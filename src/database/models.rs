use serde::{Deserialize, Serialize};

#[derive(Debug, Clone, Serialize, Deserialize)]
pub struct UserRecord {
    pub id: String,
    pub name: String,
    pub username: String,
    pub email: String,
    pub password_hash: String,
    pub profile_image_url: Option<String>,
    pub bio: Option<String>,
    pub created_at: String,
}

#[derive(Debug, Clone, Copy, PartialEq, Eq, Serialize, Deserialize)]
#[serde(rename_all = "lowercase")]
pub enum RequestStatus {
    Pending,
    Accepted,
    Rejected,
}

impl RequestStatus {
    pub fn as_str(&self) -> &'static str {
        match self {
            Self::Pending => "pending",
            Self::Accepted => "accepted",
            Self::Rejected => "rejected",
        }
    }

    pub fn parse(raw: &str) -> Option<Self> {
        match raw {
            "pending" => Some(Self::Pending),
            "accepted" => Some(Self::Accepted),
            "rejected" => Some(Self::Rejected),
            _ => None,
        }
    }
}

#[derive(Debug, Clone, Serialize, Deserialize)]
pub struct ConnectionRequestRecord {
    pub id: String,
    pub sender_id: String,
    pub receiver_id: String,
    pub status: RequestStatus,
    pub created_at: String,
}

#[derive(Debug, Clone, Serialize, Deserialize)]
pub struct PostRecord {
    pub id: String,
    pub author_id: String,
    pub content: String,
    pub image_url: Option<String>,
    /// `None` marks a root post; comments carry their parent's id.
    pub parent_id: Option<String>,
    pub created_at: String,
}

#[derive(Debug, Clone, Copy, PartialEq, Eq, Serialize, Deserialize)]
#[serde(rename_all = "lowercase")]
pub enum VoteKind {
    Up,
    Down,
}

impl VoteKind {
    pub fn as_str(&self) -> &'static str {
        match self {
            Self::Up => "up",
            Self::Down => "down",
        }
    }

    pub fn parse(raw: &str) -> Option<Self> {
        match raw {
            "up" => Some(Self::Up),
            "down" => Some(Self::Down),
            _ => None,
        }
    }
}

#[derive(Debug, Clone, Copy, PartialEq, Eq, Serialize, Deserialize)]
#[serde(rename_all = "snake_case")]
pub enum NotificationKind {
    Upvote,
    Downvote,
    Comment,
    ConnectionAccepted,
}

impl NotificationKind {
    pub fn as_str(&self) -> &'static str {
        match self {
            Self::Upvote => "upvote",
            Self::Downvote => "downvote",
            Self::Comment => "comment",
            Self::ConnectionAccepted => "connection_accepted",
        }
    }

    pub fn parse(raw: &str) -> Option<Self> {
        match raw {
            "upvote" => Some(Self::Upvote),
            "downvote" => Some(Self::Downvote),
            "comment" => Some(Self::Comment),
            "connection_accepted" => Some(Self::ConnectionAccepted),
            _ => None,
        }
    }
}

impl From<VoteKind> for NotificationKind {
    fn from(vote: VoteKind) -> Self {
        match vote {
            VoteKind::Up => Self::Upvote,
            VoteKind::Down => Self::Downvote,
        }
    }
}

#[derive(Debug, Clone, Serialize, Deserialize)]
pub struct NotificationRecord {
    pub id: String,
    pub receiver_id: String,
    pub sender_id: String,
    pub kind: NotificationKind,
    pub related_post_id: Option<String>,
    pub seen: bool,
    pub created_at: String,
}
□ □ □ □ □ □ □
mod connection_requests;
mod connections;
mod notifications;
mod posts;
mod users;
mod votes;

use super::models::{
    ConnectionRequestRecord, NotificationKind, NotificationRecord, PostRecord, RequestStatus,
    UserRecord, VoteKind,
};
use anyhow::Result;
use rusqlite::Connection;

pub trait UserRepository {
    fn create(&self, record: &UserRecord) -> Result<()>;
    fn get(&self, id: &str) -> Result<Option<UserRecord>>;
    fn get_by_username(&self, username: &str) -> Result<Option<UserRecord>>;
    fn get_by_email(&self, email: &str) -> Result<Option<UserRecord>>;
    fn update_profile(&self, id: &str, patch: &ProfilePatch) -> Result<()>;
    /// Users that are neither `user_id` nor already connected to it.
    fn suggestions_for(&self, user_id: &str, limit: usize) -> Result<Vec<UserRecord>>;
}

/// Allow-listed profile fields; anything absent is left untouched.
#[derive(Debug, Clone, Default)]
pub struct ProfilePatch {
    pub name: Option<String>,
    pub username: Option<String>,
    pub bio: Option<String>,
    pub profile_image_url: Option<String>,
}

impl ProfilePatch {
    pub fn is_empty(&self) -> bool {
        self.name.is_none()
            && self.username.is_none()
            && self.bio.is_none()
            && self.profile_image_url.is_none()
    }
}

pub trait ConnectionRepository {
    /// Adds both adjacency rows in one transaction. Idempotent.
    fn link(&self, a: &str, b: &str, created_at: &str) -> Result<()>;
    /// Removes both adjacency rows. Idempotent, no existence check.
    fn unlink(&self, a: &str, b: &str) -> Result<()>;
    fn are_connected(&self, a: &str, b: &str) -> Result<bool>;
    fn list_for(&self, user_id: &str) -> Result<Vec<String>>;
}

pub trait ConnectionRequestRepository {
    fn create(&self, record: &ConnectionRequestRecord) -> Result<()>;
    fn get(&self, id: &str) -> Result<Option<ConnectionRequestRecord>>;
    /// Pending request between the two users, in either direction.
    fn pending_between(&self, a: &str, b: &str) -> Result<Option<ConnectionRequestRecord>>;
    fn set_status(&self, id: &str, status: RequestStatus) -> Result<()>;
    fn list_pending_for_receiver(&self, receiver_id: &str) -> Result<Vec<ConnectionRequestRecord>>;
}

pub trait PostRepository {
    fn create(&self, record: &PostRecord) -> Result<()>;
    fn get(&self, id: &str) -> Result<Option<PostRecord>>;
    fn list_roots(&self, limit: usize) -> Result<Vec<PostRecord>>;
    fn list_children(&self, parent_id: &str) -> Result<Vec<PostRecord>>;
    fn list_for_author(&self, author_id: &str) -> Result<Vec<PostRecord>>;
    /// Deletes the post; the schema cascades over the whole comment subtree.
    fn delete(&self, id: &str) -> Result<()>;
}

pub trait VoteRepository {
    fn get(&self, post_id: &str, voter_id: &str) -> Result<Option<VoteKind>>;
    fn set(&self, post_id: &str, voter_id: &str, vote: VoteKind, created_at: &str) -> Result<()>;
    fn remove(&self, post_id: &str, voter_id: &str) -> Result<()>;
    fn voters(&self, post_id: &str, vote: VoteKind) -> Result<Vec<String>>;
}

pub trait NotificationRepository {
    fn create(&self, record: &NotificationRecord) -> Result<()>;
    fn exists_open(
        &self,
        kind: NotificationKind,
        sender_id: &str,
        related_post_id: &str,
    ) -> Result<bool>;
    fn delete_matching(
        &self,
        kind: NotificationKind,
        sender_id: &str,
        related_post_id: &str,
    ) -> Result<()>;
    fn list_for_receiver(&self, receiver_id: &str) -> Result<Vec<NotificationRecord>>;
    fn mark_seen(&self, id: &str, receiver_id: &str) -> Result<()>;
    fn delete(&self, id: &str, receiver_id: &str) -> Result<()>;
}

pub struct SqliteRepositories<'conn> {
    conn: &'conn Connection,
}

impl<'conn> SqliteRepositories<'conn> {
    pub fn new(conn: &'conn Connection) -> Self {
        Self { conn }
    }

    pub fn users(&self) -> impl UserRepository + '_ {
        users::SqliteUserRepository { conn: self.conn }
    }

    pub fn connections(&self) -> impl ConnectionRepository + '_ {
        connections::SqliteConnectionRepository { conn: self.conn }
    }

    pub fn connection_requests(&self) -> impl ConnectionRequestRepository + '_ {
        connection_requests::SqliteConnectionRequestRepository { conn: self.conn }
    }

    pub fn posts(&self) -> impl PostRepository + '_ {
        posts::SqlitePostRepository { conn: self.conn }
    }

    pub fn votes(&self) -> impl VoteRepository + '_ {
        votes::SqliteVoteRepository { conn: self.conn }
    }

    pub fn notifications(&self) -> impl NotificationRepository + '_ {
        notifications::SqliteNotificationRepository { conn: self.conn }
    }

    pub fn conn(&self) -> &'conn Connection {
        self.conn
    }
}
□ □ □ □ □ □ □
# What you should do:
Output should match, line for line, the stretch of the material above from the line holding "use rusqlite::Connection;" through the line holding "fn update_profile(&self, id: &str, patch: &ProfilePatch)".

# Answer to the exercise:
use rusqlite::Connection;

pub trait UserRepository {
    fn create(&self, record: &UserRecord) -> Result<()>;
    fn get(&self, id: &str) -> Result<Option<UserRecord>>;
    fn get_by_username(&self, username: &str) -> Result<Option<UserRecord>>;
    fn get_by_email(&self, email: &str) -> Result<Option<UserRecord>>;
    fn update_profile(&self, id: &str, patch: &ProfilePatch) -> Result<()>;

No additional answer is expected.